I was one of the oldest kids breathing the eye-stingingly chlorinated air of the Dolphin Swim Club when I started lessons there the summer before eighth grade. Most of my peers had moved on to competitive swimming, the kind you do while wearing a sporty cap. I just wanted to mellow in the shallow end, being encouraged to “make a big pizza, cut it in half” while learning the breaststroke.
I quickly advanced through the ranks of the baby classes, though, if for no other reason than that I could stand with my feet on the bottom of the pool and my head above water. I cycled through instructors and classmates into the school year and through the winter, and then at some point that spring, I was assigned to Morgan. She was seventeen; had short, spiky, red hair; and worked in the scene shop of Rockford’s independent playhouse. For an hour twice a week, I was her only student.
At this point in the story, he interrupts me. “Am I about to hear how you lost your virginity to a lesbian?”
“No! Nothing like that,” I scoff. I would never have wanted Morgan to come on to me, especially skinny, just-got-my-braces-off, Land’s End one-piece me. But those hours did feel like nothing so much as a pair of friends enjoying each other’s company, even as she instructed me to backstroke four lengths of the pool in exchange for a few minutes of candid conversation. We talked about books—she ordered me to read The Catcher in the Rye, and then when I complained that nothing happened, cried, “Because it’s LIFE!”—and boys. She sighed over the long-haired scene shop worker who was playing Balthasar in Romeo and Juliet that year; after my class field-tripped to see the show, I teased her by snorting that he wasn’t much to look at.
One day in the midst of our usual routine, she chirped, “Colleen, we should hang out sometime!” I drew back; I scrunched up my nose. It wasn’t that I didn’t want to see her somewhere outside of the Dolphin’s echoey humidity, and I never outright rejected her stabs at friendship beyond the pool, but I couldn’t imagine what we would do. My school friends and I went to see Dreamworks animated movies in the theater and stayed up too late eating candy at each others’ houses and recorded weird radio shows on my friend’s karaoke machine. I didn’t have a clue how actual teenagers, ones old enough to have their own cars with “MORGY” vanity plates, spent their time.
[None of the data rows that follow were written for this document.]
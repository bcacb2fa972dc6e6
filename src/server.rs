//! Bridge server
//!
//! Reads client messages line by line, dispatches each call as its own task
//! and writes replies through a single writer. Calls run to completion; there
//! is no cancellation, and replies may arrive out of order (match them by `id`).

use std::ops::ControlFlow;
use std::sync::Arc;

use serde_json::Value;
use tokio::io::{AsyncBufReadExt, AsyncRead, AsyncWrite, AsyncWriteExt, BufReader};
use tokio::sync::{mpsc, RwLock};

use crate::filesystem::config::BridgeConfig;
use crate::filesystem::error::BridgeError;
use crate::filesystem::{path_utils, usage, FileSystemService};
use crate::lifecycle::{AppLifecycle, LifecycleEvent, WindowHandle};
use crate::protocol::{
    ClientMessage, LifecycleAction, OperationOutcome, Reply, Request, ServerMessage,
};

/// Bridge shared state
pub struct BridgeState {
    pub file_system: Arc<FileSystemService>,
    pub lifecycle: AppLifecycle,
}

impl BridgeState {
    pub fn new(file_system: FileSystemService, lifecycle: AppLifecycle) -> Self {
        Self {
            file_system: Arc::new(file_system),
            lifecycle,
        }
    }
}

pub type SharedState = Arc<RwLock<BridgeState>>;

/// Prepare the storage root and serve the rendering process over stdio
pub async fn run(config: BridgeConfig) -> std::io::Result<()> {
    let storage_root = path_utils::prepare_storage_root(&config).await;
    let file_system = FileSystemService::new(config, storage_root);
    tracing::info!(
        "Bridge ready ({:?} mode, storage root {})",
        file_system.config().mode,
        file_system
            .storage_root()
            .map(|p| p.display().to_string())
            .unwrap_or_else(|| "unresolved".to_string())
    );

    let state: SharedState = Arc::new(RwLock::new(BridgeState::new(
        file_system,
        AppLifecycle::default(),
    )));

    serve(tokio::io::stdin(), tokio::io::stdout(), state).await?;
    tracing::info!("Bridge shutting down");
    Ok(())
}

/// Serve one client until its input closes or the lifecycle asks to quit.
///
/// In-flight calls are finished and their replies flushed before returning.
pub async fn serve<R, W>(reader: R, writer: W, state: SharedState) -> std::io::Result<()>
where
    R: AsyncRead + Unpin,
    W: AsyncWrite + Unpin + Send + 'static,
{
    let (tx, rx) = mpsc::unbounded_channel::<ServerMessage>();
    let writer_task = tokio::spawn(write_messages(writer, rx));

    let mut reader = BufReader::new(reader);
    let mut buf = Vec::new();
    loop {
        buf.clear();
        if reader.read_until(b'\n', &mut buf).await? == 0 {
            break;
        }
        // A bad line from the client must not end the session.
        let line = match std::str::from_utf8(&buf) {
            Ok(line) => line,
            Err(e) => {
                tracing::debug!("Ignoring non-UTF-8 client message: {}", e);
                continue;
            }
        };
        if line.trim().is_empty() {
            continue;
        }
        if let ControlFlow::Break(()) = process_line(line, &state, &tx).await {
            break;
        }
    }

    // The writer finishes once every spawned call has dropped its sender.
    drop(tx);
    match writer_task.await {
        Ok(result) => result,
        Err(e) => Err(std::io::Error::new(std::io::ErrorKind::Other, e)),
    }
}

async fn write_messages<W>(
    mut writer: W,
    mut rx: mpsc::UnboundedReceiver<ServerMessage>,
) -> std::io::Result<()>
where
    W: AsyncWrite + Unpin,
{
    while let Some(msg) = rx.recv().await {
        let line = match serde_json::to_string(&msg) {
            Ok(line) => line,
            Err(e) => {
                tracing::error!("Failed to serialize reply: {}", e);
                continue;
            }
        };
        writer.write_all(line.as_bytes()).await?;
        writer.write_all(b"\n").await?;
        writer.flush().await?;
    }
    writer.shutdown().await
}

async fn process_line(
    line: &str,
    state: &SharedState,
    tx: &mpsc::UnboundedSender<ServerMessage>,
) -> ControlFlow<()> {
    let raw: Value = match serde_json::from_str(line) {
        Ok(raw) => raw,
        Err(e) => {
            tracing::debug!("Ignoring unparsable client message: {}", e);
            return ControlFlow::Continue(());
        }
    };
    let id = raw.get("id").and_then(Value::as_u64);

    match serde_json::from_value::<ClientMessage>(raw) {
        Ok(msg) => process_client_msg(msg, state, tx).await,
        Err(e) => {
            match id {
                Some(id) => {
                    let _ = tx.send(ServerMessage::Rejected {
                        id: Some(id),
                        message: format!("malformed message: {}", e),
                    });
                }
                None => tracing::debug!("Ignoring malformed client message: {}", e),
            }
            ControlFlow::Continue(())
        }
    }
}

/// Process a message from the rendering process
async fn process_client_msg(
    msg: ClientMessage,
    state: &SharedState,
    tx: &mpsc::UnboundedSender<ServerMessage>,
) -> ControlFlow<()> {
    let event = match msg {
        ClientMessage::Call { id, op, args } => {
            let request = match Request::decode(&op, args) {
                Ok(request) => request,
                Err(e) => {
                    tracing::warn!("Rejected call {}: {}", id, e);
                    let _ = tx.send(ServerMessage::Rejected {
                        id: Some(id),
                        message: e.to_string(),
                    });
                    return ControlFlow::Continue(());
                }
            };

            let (fs, window) = {
                let state = state.read().await;
                (state.file_system.clone(), state.lifecycle.window().cloned())
            };
            let tx = tx.clone();
            tokio::spawn(async move {
                let value = dispatch(&fs, request, window).await;
                let _ = tx.send(ServerMessage::Result { id, value });
            });
            return ControlFlow::Continue(());
        }
        ClientMessage::WindowOpened { window_id, title } => {
            LifecycleEvent::WindowOpened(WindowHandle {
                id: window_id,
                title,
            })
        }
        ClientMessage::WindowClosed => LifecycleEvent::WindowClosed,
        ClientMessage::Activate => LifecycleEvent::Activate,
        ClientMessage::AllWindowsClosed => LifecycleEvent::AllWindowsClosed,
    };

    let action = state.write().await.lifecycle.handle(event);
    match action {
        LifecycleAction::None | LifecycleAction::Stay => ControlFlow::Continue(()),
        LifecycleAction::CreateWindow => {
            let _ = tx.send(ServerMessage::Lifecycle { action });
            ControlFlow::Continue(())
        }
        LifecycleAction::Quit => {
            let _ = tx.send(ServerMessage::Lifecycle { action });
            ControlFlow::Break(())
        }
    }
}

/// Run one allow-listed request and shape its result for the wire.
///
/// Failures never escape: each operation maps them to its own failure shape.
pub async fn dispatch(
    fs: &FileSystemService,
    request: Request,
    window: Option<WindowHandle>,
) -> Reply {
    let op = request.name();
    tracing::debug!("Dispatching {}", op);

    match request {
        Request::OpenDirectory => Reply::Text(
            fs.picker()
                .pick(window.as_ref())
                .await
                .map(|path| path.display().to_string()),
        ),
        Request::GetFolderInfo { folder_path } => {
            Reply::Usage(usage::folder_info(folder_path.as_deref()).await)
        }
        Request::FileExists { file_path } => Reply::Flag(fs.ops().exists(&file_path).await),
        Request::CreateDirectory { dir_path } => {
            Reply::Outcome(outcome(op, fs.ops().create_directory(&dir_path).await))
        }
        Request::WriteTextFile { path, content } => {
            Reply::Outcome(outcome(op, fs.ops().write_text_file(&path, &content).await))
        }
        Request::ReadTextFile { file_path } => match fs.ops().read_text_file(&file_path).await {
            Ok(content) => Reply::Text(Some(content)),
            Err(e) => {
                tracing::error!("Failed to read file: {}", e);
                Reply::Text(None)
            }
        },
        Request::DeleteFile { file_path } => {
            Reply::Outcome(outcome(op, fs.ops().delete_file(&file_path).await))
        }
        Request::RenameFile { old_path, new_path } => {
            Reply::Outcome(outcome(op, fs.ops().rename_file(&old_path, &new_path).await))
        }
        Request::AppendToLog { file_path, entry } => {
            Reply::Outcome(outcome(op, fs.audit_log().append(&file_path, entry).await))
        }
        Request::ReadDirectory { dir_path } => match fs.ops().list_directory(&dir_path).await {
            Ok(names) => Reply::Names(names),
            Err(e) => {
                tracing::error!("Failed to read directory: {}", e);
                Reply::Names(Vec::new())
            }
        },
    }
}

fn outcome(op: &str, result: Result<(), BridgeError>) -> OperationOutcome {
    match result {
        Ok(()) => OperationOutcome::ok(),
        Err(e) => {
            tracing::error!("{} failed: {}", op, e);
            OperationOutcome::failed(e.to_string())
        }
    }
}

#[cfg(test)]
mod tests {
    use super::*;
    use serde_json::json;
    use tempfile::TempDir;
    use tokio::io::AsyncReadExt;

    fn test_state(lifecycle: AppLifecycle) -> SharedState {
        let fs = FileSystemService::new(BridgeConfig::default(), None);
        Arc::new(RwLock::new(BridgeState::new(fs, lifecycle)))
    }

    async fn run_session(input: impl AsRef<[u8]>, state: SharedState) -> Vec<Value> {
        let (writer, mut reader) = tokio::io::duplex(1 << 20);
        serve(input.as_ref(), writer, state).await.unwrap();

        let mut output = String::new();
        reader.read_to_string(&mut output).await.unwrap();
        output
            .lines()
            .map(|line| serde_json::from_str(line).unwrap())
            .collect()
    }

    fn reply_for(replies: &[Value], id: u64) -> &Value {
        replies
            .iter()
            .find(|r| r["id"] == id)
            .unwrap_or_else(|| panic!("no reply for id {}", id))
    }

    #[tokio::test]
    async fn serves_file_round_trip() {
        let temp = TempDir::new().unwrap();
        let file = temp.path().join("note.txt");
        let file = file.to_string_lossy().to_string();

        // Calls run concurrently, so each session only depends on earlier sessions.
        let state = test_state(AppLifecycle::new(false));
        let write = json!({"type": "call", "id": 1, "op": "writeTextFile", "args": [file, "hello"]});
        let replies = run_session(format!("{}\n", write), state.clone()).await;
        assert_eq!(reply_for(&replies, 1)["value"], json!({"success": true}));

        let read = json!({"type": "call", "id": 2, "op": "readTextFile", "args": [file]});
        let exists = json!({"type": "call", "id": 3, "op": "fileExists", "args": [file]});
        let replies = run_session(format!("{}\n{}\n", read, exists), state).await;
        assert_eq!(reply_for(&replies, 2)["value"], "hello");
        assert_eq!(reply_for(&replies, 3)["value"], true);
    }

    #[tokio::test]
    async fn failures_use_each_operation_shape() {
        let temp = TempDir::new().unwrap();
        let missing = temp.path().join("missing.txt");
        let missing = missing.to_string_lossy().to_string();

        let input = [
            json!({"type": "call", "id": 1, "op": "readTextFile", "args": [missing]}),
            json!({"type": "call", "id": 2, "op": "deleteFile", "args": [missing]}),
            json!({"type": "call", "id": 3, "op": "readDirectory", "args": [missing]}),
            json!({"type": "call", "id": 4, "op": "getFolderInfo", "args": [""]}),
        ]
        .iter()
        .map(|m| format!("{}\n", m))
        .collect::<String>();

        let replies = run_session(input, test_state(AppLifecycle::new(false))).await;
        assert_eq!(reply_for(&replies, 1)["value"], Value::Null);
        assert_eq!(reply_for(&replies, 2)["value"]["success"], false);
        assert!(reply_for(&replies, 2)["value"]["error"].is_string());
        assert_eq!(reply_for(&replies, 3)["value"], json!([]));
        assert_eq!(
            reply_for(&replies, 4)["value"],
            json!({"usedSpace": "0 MB", "totalSpace": "Unknown", "percentage": 0.0})
        );
    }

    #[tokio::test]
    async fn rejects_calls_outside_allow_list() {
        let input = concat!(
            r#"{"type":"call","id":9,"op":"removeTree","args":["/"]}"#,
            "\n",
            r#"{"type":"call","id":10,"op":"fileExists","args":[]}"#,
            "\n",
            "this is not json\n",
            r#"{"type":"teleport","id":11}"#,
            "\n",
        );
        let replies = run_session(input.to_string(), test_state(AppLifecycle::new(false))).await;

        assert_eq!(replies.len(), 3);
        let rejected = reply_for(&replies, 9);
        assert_eq!(rejected["type"], "rejected");
        assert_eq!(rejected["message"], "unknown operation: removeTree");
        assert_eq!(reply_for(&replies, 10)["type"], "rejected");
        assert_eq!(reply_for(&replies, 11)["type"], "rejected");
    }

    #[tokio::test]
    async fn invalid_utf8_line_does_not_end_session() {
        let mut input = Vec::new();
        input.extend_from_slice(br#"{"type":"call","id":1,"op":"fileExists","args":["/"]}"#);
        input.push(b'\n');
        input.extend_from_slice(b"\xff\xfe garbage\n");
        input.extend_from_slice(br#"{"type":"call","id":2,"op":"fileExists","args":["/"]}"#);
        input.extend_from_slice(b"\r\n");

        let replies = run_session(input, test_state(AppLifecycle::new(false))).await;

        assert_eq!(replies.len(), 2);
        assert_eq!(reply_for(&replies, 1)["value"], true);
        assert_eq!(reply_for(&replies, 2)["value"], true);
    }

    #[tokio::test]
    async fn lifecycle_events_drive_shutdown() {
        let input = concat!(
            r#"{"type":"activate"}"#,
            "\n",
            r#"{"type":"window_opened","window_id":"7"}"#,
            "\n",
            r#"{"type":"all_windows_closed"}"#,
            "\n",
            r#"{"type":"call","id":1,"op":"fileExists","args":["/"]}"#,
            "\n",
        );
        let state = test_state(AppLifecycle::new(false));
        let replies = run_session(input.to_string(), state.clone()).await;

        assert_eq!(
            replies,
            vec![
                json!({"type": "lifecycle", "action": "create_window"}),
                json!({"type": "lifecycle", "action": "quit"}),
            ]
        );
        assert!(state.read().await.lifecycle.window().is_none());
    }

    #[tokio::test]
    async fn dispatch_appends_to_log() {
        let temp = TempDir::new().unwrap();
        let log = temp.path().join("audit.json");
        let fs = FileSystemService::new(BridgeConfig::default(), None);

        let reply = dispatch(
            &fs,
            Request::AppendToLog {
                file_path: log.to_string_lossy().to_string(),
                entry: json!({"action": "open", "patient": "p-7"}),
            },
            None,
        )
        .await;
        assert_eq!(reply, Reply::Outcome(OperationOutcome::ok()));

        let stored: Value = serde_json::from_str(&std::fs::read_to_string(&log).unwrap()).unwrap();
        assert_eq!(stored.as_array().unwrap().len(), 1);
        assert_eq!(stored[0]["patient"], "p-7");
    }
}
It must have been around the same time that our twosome was invaded by Bart, a tiny automaton in a Speedo whose shoulders when he was practicing the butterfly terrified me. Once Bart was around, Morgan made us focus more on actual swimming. Our conversations receded. Then, not long after that, she switched teaching days with a red-faced roarer named Ryan, who not only kept Bart and me plowing away at laps throughout our lessons, but actually tried to get me to improve my form. Freshman year was fast approaching, and before the end of the summer I left the Dolphin behind for good.
I think of Morgan now as “the one that got away”—not in the way my listening friend meant, just as a mentor I let pass me by. In the alternate history I’ve created, she teaches me how to put on eyeliner, lets me try a quick drag on a cigarette—but just one; she doesn’t actually let me start smoking that young—and lends me books to read and movies to watch. Maybe she offers a low-key heads-up that ditching the clunky crucifix necklace might be a better look for me, or she tries to dissuade me from wearing my dad’s kilt to school as a nod to my Scottish heritage before shaking her head and letting me make that mistake. Maybe she and I don’t see each other much once I disappear into high school, but just knowing someone a little older, a little removed, a little more aware that almost none of it will matter in just a few years, helps.